§ Work instructions: The records should be written out in full, with nothing altered.

(Collected data)
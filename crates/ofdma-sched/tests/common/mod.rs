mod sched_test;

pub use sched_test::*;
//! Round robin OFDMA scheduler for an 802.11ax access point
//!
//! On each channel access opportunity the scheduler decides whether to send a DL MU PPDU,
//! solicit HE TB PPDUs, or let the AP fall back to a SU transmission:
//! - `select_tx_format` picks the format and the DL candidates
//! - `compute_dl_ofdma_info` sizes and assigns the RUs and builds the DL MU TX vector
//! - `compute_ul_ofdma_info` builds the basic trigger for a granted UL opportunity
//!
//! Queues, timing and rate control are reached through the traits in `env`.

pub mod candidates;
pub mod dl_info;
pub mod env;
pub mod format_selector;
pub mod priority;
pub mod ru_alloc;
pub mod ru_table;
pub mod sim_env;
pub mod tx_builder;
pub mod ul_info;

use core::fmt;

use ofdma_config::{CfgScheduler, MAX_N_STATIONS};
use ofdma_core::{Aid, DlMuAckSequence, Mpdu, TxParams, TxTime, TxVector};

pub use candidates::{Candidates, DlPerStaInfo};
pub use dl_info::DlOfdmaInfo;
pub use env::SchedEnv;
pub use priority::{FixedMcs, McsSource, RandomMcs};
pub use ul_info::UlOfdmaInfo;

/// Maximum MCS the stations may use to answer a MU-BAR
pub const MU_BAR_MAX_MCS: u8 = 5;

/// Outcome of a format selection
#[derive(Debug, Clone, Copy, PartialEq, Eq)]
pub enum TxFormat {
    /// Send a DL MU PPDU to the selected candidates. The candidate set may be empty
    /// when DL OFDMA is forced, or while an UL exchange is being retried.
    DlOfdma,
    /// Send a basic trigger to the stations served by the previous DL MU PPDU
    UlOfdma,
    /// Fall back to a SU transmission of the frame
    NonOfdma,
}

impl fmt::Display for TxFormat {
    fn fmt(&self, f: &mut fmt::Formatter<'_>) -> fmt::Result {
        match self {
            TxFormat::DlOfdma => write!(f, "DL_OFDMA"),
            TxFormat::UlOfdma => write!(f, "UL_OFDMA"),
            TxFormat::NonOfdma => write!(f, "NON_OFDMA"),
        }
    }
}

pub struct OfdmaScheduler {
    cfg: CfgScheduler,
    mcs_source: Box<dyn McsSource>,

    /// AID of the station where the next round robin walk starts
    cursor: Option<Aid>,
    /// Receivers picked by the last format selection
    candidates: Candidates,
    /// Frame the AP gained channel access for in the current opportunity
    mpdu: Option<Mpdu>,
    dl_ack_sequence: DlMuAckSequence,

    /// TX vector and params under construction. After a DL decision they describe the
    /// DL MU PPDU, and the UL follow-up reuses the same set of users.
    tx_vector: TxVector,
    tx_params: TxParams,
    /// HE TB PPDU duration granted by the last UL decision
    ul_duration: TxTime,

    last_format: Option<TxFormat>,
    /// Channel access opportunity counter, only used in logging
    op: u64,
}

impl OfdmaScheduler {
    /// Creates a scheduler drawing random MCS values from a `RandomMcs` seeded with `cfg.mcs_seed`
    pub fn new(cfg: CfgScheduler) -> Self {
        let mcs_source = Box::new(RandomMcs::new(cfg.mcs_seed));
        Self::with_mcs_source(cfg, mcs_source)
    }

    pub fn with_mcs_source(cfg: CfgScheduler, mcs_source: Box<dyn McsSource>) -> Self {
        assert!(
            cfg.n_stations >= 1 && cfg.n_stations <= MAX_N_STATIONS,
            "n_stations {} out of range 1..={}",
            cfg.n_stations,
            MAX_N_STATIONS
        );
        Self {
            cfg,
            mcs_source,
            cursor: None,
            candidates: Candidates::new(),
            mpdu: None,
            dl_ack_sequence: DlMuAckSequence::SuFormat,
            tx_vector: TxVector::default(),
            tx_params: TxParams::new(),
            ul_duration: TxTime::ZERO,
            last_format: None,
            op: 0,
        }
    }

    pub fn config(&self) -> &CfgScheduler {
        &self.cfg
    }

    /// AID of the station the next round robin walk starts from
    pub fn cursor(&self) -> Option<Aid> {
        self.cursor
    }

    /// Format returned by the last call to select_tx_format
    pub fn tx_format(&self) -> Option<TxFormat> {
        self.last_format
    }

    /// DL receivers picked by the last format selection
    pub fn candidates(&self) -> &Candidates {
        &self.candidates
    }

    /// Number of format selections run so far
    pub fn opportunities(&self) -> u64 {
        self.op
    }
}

§ Answer for the task:
filename crates/ofdma-sched/tests/common/mod.rs
mod sched_test;

pub use sched_test::*;
//! Round robin OFDMA scheduler for an 802.11ax access point
//!
//! On each channel access opportunity the scheduler decides whether to send a DL MU PPDU,
//! solicit HE TB PPDUs, or let the AP fall back to a SU transmission:
//! - `select_tx_format` picks the format and the DL candidates
//! - `compute_dl_ofdma_info` sizes and assigns the RUs and builds the DL MU TX vector
//! - `compute_ul_ofdma_info` builds the basic trigger for a granted UL opportunity
//!
//! Queues, timing and rate control are reached through the traits in `env`.

pub mod candidates;
pub mod dl_info;
pub mod env;
pub mod format_selector;
pub mod priority;
pub mod ru_alloc;
pub mod ru_table;
pub mod sim_env;
pub mod tx_builder;
pub mod ul_info;

use core::fmt;

use ofdma_config::{CfgScheduler, MAX_N_STATIONS};
use ofdma_core::{Aid, DlMuAckSequence, Mpdu, TxParams, TxTime, TxVector};

pub use candidates::{Candidates, DlPerStaInfo};
pub use dl_info::DlOfdmaInfo;
pub use env::SchedEnv;
pub use priority::{FixedMcs, McsSource, RandomMcs};
pub use ul_info::UlOfdmaInfo;

/// Maximum MCS the stations may use to answer a MU-BAR
pub const MU_BAR_MAX_MCS: u8 = 5;

/// Outcome of a format selection
#[derive(Debug, Clone, Copy, PartialEq, Eq)]
pub enum TxFormat {
    /// Send a DL MU PPDU to the selected candidates. The candidate set may be empty
    /// when DL OFDMA is forced, or while an UL exchange is being retried.
    DlOfdma,
    /// Send a basic trigger to the stations served by the previous DL MU PPDU
    UlOfdma,
    /// Fall back to a SU transmission of the frame
    NonOfdma,
}

impl fmt::Display for TxFormat {
    fn fmt(&self, f: &mut fmt::Formatter<'_>) -> fmt::Result {
        match self {
            TxFormat::DlOfdma => write!(f, "DL_OFDMA"),
            TxFormat::UlOfdma => write!(f, "UL_OFDMA"),
            TxFormat::NonOfdma => write!(f, "NON_OFDMA"),
        }
    }
}

pub struct OfdmaScheduler {
    cfg: CfgScheduler,
    mcs_source: Box<dyn McsSource>,

    /// AID of the station where the next round robin walk starts
    cursor: Option<Aid>,
    /// Receivers picked by the last format selection
    candidates: Candidates,
    /// Frame the AP gained channel access for in the current opportunity
    mpdu: Option<Mpdu>,
    dl_ack_sequence: DlMuAckSequence,

    /// TX vector and params under construction. After a DL decision they describe the
    /// DL MU PPDU, and the UL follow-up reuses the same set of users.
    tx_vector: TxVector,
    tx_params: TxParams,
    /// HE TB PPDU duration granted by the last UL decision
    ul_duration: TxTime,

    last_format: Option<TxFormat>,
    /// Channel access opportunity counter, only used in logging
    op: u64,
}

impl OfdmaScheduler {
    /// Creates a scheduler drawing random MCS values from a `RandomMcs` seeded with `cfg.mcs_seed`
    pub fn new(cfg: CfgScheduler) -> Self {
        let mcs_source = Box::new(RandomMcs::new(cfg.mcs_seed));
        Self::with_mcs_source(cfg, mcs_source)
    }

    pub fn with_mcs_source(cfg: CfgScheduler, mcs_source: Box<dyn McsSource>) -> Self {
        assert!(
            cfg.n_stations >= 1 && cfg.n_stations <= MAX_N_STATIONS,
            "n_stations {} out of range 1..={}",
            cfg.n_stations,
            MAX_N_STATIONS
        );
        Self {
            cfg,
            mcs_source,
            cursor: None,
            candidates: Candidates::new(),
            mpdu: None,
            dl_ack_sequence: DlMuAckSequence::SuFormat,
            tx_vector: TxVector::default(),
            tx_params: TxParams::new(),
            ul_duration: TxTime::ZERO,
            last_format: None,
            op: 0,
        }
    }

    pub fn config(&self) -> &CfgScheduler {
        &self.cfg
    }

    /// AID of the station the next round robin walk starts from
    pub fn cursor(&self) -> Option<Aid> {
        self.cursor
    }

    /// Format returned by the last call to select_tx_format
    pub fn tx_format(&self) -> Option<TxFormat> {
        self.last_format
    }

    /// DL receivers picked by the last format selection
    pub fn candidates(&self) -> &Candidates {
        &self.candidates
    }

    /// Number of format selections run so far
    pub fn opportunities(&self) -> u64 {
        self.op
    }
}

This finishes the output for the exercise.